That is, the impulsive test (MFFT) is a tool test. In this test, a tester shows several pictures to a user so that the user selects the same picture as a picture above. A correct answer is one of six pictures. The type of impulsiveness may be classified depending on a reaction speed and the number of correct answers.

The capability test is to solve a problem including a correct answer and to receive corresponding test results in an intelligence test, an ability test, etc.
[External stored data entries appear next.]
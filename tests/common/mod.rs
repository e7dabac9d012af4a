//! Shared test fixtures for the energy offers SDK integration tests.
//!
//! Provides an in-memory catalog covering three countries, the two-offer
//! France catalog, and `setup_cache_dir()` which writes the sample catalog
//! as JSON files into a temp directory for loader tests.

#![allow(dead_code)]

use energy_offers_sdk::{Catalog, EnergyOffersSdk, OfferMetadata, Provider, RawOffer};
use serde_json::{json, Value};

pub fn provider(id: &str, display_name: &str, country: &str) -> Provider {
    Provider {
        id: id.to_string(),
        slug: display_name.to_lowercase().replace(' ', "-"),
        display_name: display_name.to_string(),
        country: country.to_string(),
    }
}

pub fn offer(
    id: &str,
    provider_id: &str,
    consumption_pricing: f64,
    subscription_cost: f64,
    energy_type: &str,
    contract_duration: &str,
    price_guarantee: &str,
) -> RawOffer {
    RawOffer {
        id: id.to_string(),
        slug: format!("offer-{id}"),
        name: format!("Offer {id}"),
        description: format!("Description of offer {id}"),
        provider_id: provider_id.to_string(),
        consumption_pricing,
        subscription_cost,
        metadata: OfferMetadata {
            energy_type: energy_type.to_string(),
            contract_duration: contract_duration.to_string(),
            price_guarantee: price_guarantee.to_string(),
        },
    }
}

pub fn sample_providers() -> Vec<Provider> {
    vec![
        provider("p1", "Provider 1", "france"),
        provider("p2", "Provider 2", "france"),
        provider("p3", "Provider 3", "italy"),
        provider("p4", "Provider 4", "spain"),
    ]
}

/// Annual prices: o1 140, o2 280, o3 140, o4 138, o5 132.
pub fn sample_offers() -> Vec<RawOffer> {
    vec![
        offer("o1", "p1", 0.1, 100.0, "green", "12 months", "fixed"),
        offer("o2", "p2", 0.2, 200.0, "mixed", "24 months", "variable"),
        offer("o3", "p1", 0.15, 80.0, "mixed", "12 months", "variable"),
        offer("o4", "p3", 0.12, 90.0, "green", "12 months", "fixed"),
        offer("o5", "p4", 0.18, 60.0, "green", "24 months", "fixed"),
    ]
}

pub fn sample_catalog() -> Catalog {
    Catalog::new(sample_providers(), sample_offers()).unwrap()
}

pub fn sample_sdk() -> EnergyOffersSdk {
    EnergyOffersSdk::from_catalog(sample_catalog())
}

/// Provider 1 / green / 12 months / fixed and Provider 2 / mixed /
/// 24 months / variable, both in France.
pub fn two_offer_catalog() -> Catalog {
    Catalog::new(
        vec![
            provider("p1", "Provider 1", "france"),
            provider("p2", "Provider 2", "france"),
        ],
        vec![
            offer("o1", "p1", 0.1, 100.0, "green", "12 months", "fixed"),
            offer("o2", "p2", 0.2, 200.0, "mixed", "24 months", "variable"),
        ],
    )
    .unwrap()
}

/// Wrapped JSON documents for the sample catalog, as stored on disk.
pub fn sample_documents() -> (Value, Value) {
    (
        json!({ "energy_providers": sample_providers() }),
        json!({ "energy_offers": sample_offers() }),
    )
}

/// Create a temp cache directory holding the sample catalog files.
///
/// The caller must keep the `TempDir` alive for the duration of the test.
pub fn setup_cache_dir() -> tempfile::TempDir {
    let tmp_dir = tempfile::tempdir().unwrap();
    let (providers, offers) = sample_documents();
    std::fs::write(
        tmp_dir.path().join("energy_providers.json"),
        serde_json::to_vec_pretty(&providers).unwrap(),
    )
    .unwrap();
    std::fs::write(
        tmp_dir.path().join("energy_offers.json"),
        serde_json::to_vec_pretty(&offers).unwrap(),
    )
    .unwrap();
    tmp_dir
}
/// Shared application state available to all route handlers via Axum's
/// `State` extractor.
pub struct AppState {
    /// The async SDK. Catalogs are loaded once at startup and never
    /// mutated, so handlers share it without locking.
    pub sdk: energy_offers_sdk::AsyncEnergyOffersSdk,
}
The capability test is different from a self-report type test having a response of 1 to 4 points.

Meanwhile, in the present disclosure, the artificial intelligence-based question development model may be designed by considering the severity of a special user.
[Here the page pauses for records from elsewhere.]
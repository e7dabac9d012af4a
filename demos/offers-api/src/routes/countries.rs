use std::sync::Arc;

use axum::extract::{Path, Query, State};
use axum::response::Json;
use energy_offers_sdk::queries::countries::country_flag;
use energy_offers_sdk::{FilterParams, PriceView};
use serde::Deserialize;
use serde_json::{json, Value};

use crate::error::AppError;
use crate::state::AppState;

#[derive(Deserialize)]
#[serde(rename_all = "camelCase")]
pub struct CountryPageParams {
    #[serde(flatten)]
    pub filters: FilterParams,
    pub price_view: Option<String>,
}

/// GET /api/countries
///
/// Countries with at least one provider, lower-cased.
pub async fn list_countries(
    State(state): State<Arc<AppState>>,
) -> Result<Json<Value>, AppError> {
    let countries = state.sdk.countries().await?;
    Ok(Json(json!(countries)))
}

/// GET /api/countries/:country/offers?provider=...&priceView=annual
///
/// Everything the country page renders: filtered offers priced for the
/// selected billing period, the filter options and the cheapest marker.
/// Unknown countries are a 404.
pub async fn country_offers(
    State(state): State<Arc<AppState>>,
    Path(country): Path<String>,
    Query(params): Query<CountryPageParams>,
) -> Result<Json<Value>, AppError> {
    let view: PriceView = params.price_view.as_deref().unwrap_or_default().parse()?;
    let page = state.sdk.for_country(&country, params.filters).await?;

    let offers = page
        .offers
        .iter()
        .map(|o| -> Result<Value, AppError> {
            let mut item = serde_json::to_value(o)
                .map_err(|e| AppError::internal(format!("failed to serialize offer {}: {e}", o.id())))?;
            if let Value::Object(ref mut map) = item {
                map.insert("price".into(), json!(o.price(view)));
                map.insert("price_suffix".into(), json!(view.suffix()));
                map.insert("is_cheapest".into(), json!(o.is_cheapest_in(&page.offers)));
            }
            Ok(item)
        })
        .collect::<Result<Vec<Value>, AppError>>()?;

    Ok(Json(json!({
        "country": page.country,
        "flag": country_flag(&page.country),
        "price_view": view,
        "count": page.count,
        "cheapest_monthly_price": page.cheapest_monthly_price,
        "facets": page.facets,
        "data": offers,
    })))
}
That is, the test results of a special user are indicated as a standard score that is calculated based on an average or standard deviation (criterion) of a group of common peer users, and may be calculated to have a higher or lower score when a score of a psychological test factor deviates from an average by a 1 standard deviation.

FIG. 8 is a block diagram for describing a system of the present disclosure.

Referring to FIG. 8, in a system 200, a terminal 210 may be an apparatus that is used by a tester. The tester may request a personality and aptitude question for each person by using the terminal 210.

An apparatus 230 may include a language model. The language model may receive behavior characteristics and a personality and aptitude question as an input from a personality and aptitude question and behavior characteristic database 220. The apparatus 230 may provide the personality and aptitude question for each person to the terminal 210 as an output. The output of the language model may be based on loss maximization.

The tester may respond to the personality and aptitude question for each person, which has been received from the apparatus 230, through the terminal 210. Furthermore, the tester may store the response and the behavior characteristic in the database 220 through the terminal 210.

FIG. 9 is a diagram for describing an embodiment of the present disclosure in which all questions are provided. FIG. 10 is a diagram for describing an embodiment of the present disclosure in which a loop type question is provided.

Referring to FIG. 9, a tester terminal 310_1 may provide a request for a personality and aptitude question to a personality and aptitude question and interest collection database 320. The personality and aptitude question and interest collection database 320 may store interest that is collected through courses and search histories of the tester and information on the personality and aptitude tests results of testers who have similar interest. The interest collected through the courses and search histories of the tester and the information on the personality and aptitude tests results of the testers who have similar interest may be previously obtained. Tester information and test question information that are extracted from the personality and aptitude question and interest collection database 320 may be input to a generative language model 330. In this case, the tester information may include a course history, a search history, a list of interests, etc. of the tester, for example. The test question information includes a test question. The test question may include text having a sentence form, such as “generate a question for measuring openness” or “generate a question capable of determining openness and extroversion”, and/or text having a word form, such as “openness”, “extroversion”, “openness and extroversion”, for example. The generative language model 330 may be implemented as GPT-3, BLOOM, or OPT, for example. The generative language model 330 may output psychological test question information including a psychological test question. The psychological test question may include text, for example, “I like to stay at home” or “I enjoy ordering delivery food at home”. The psychological test question information that is output by the generative language model 330 may be provided to a tester terminal 310_2 as a customized question. The tester terminal 310_1 and the tester terminal 310_2 may be the same.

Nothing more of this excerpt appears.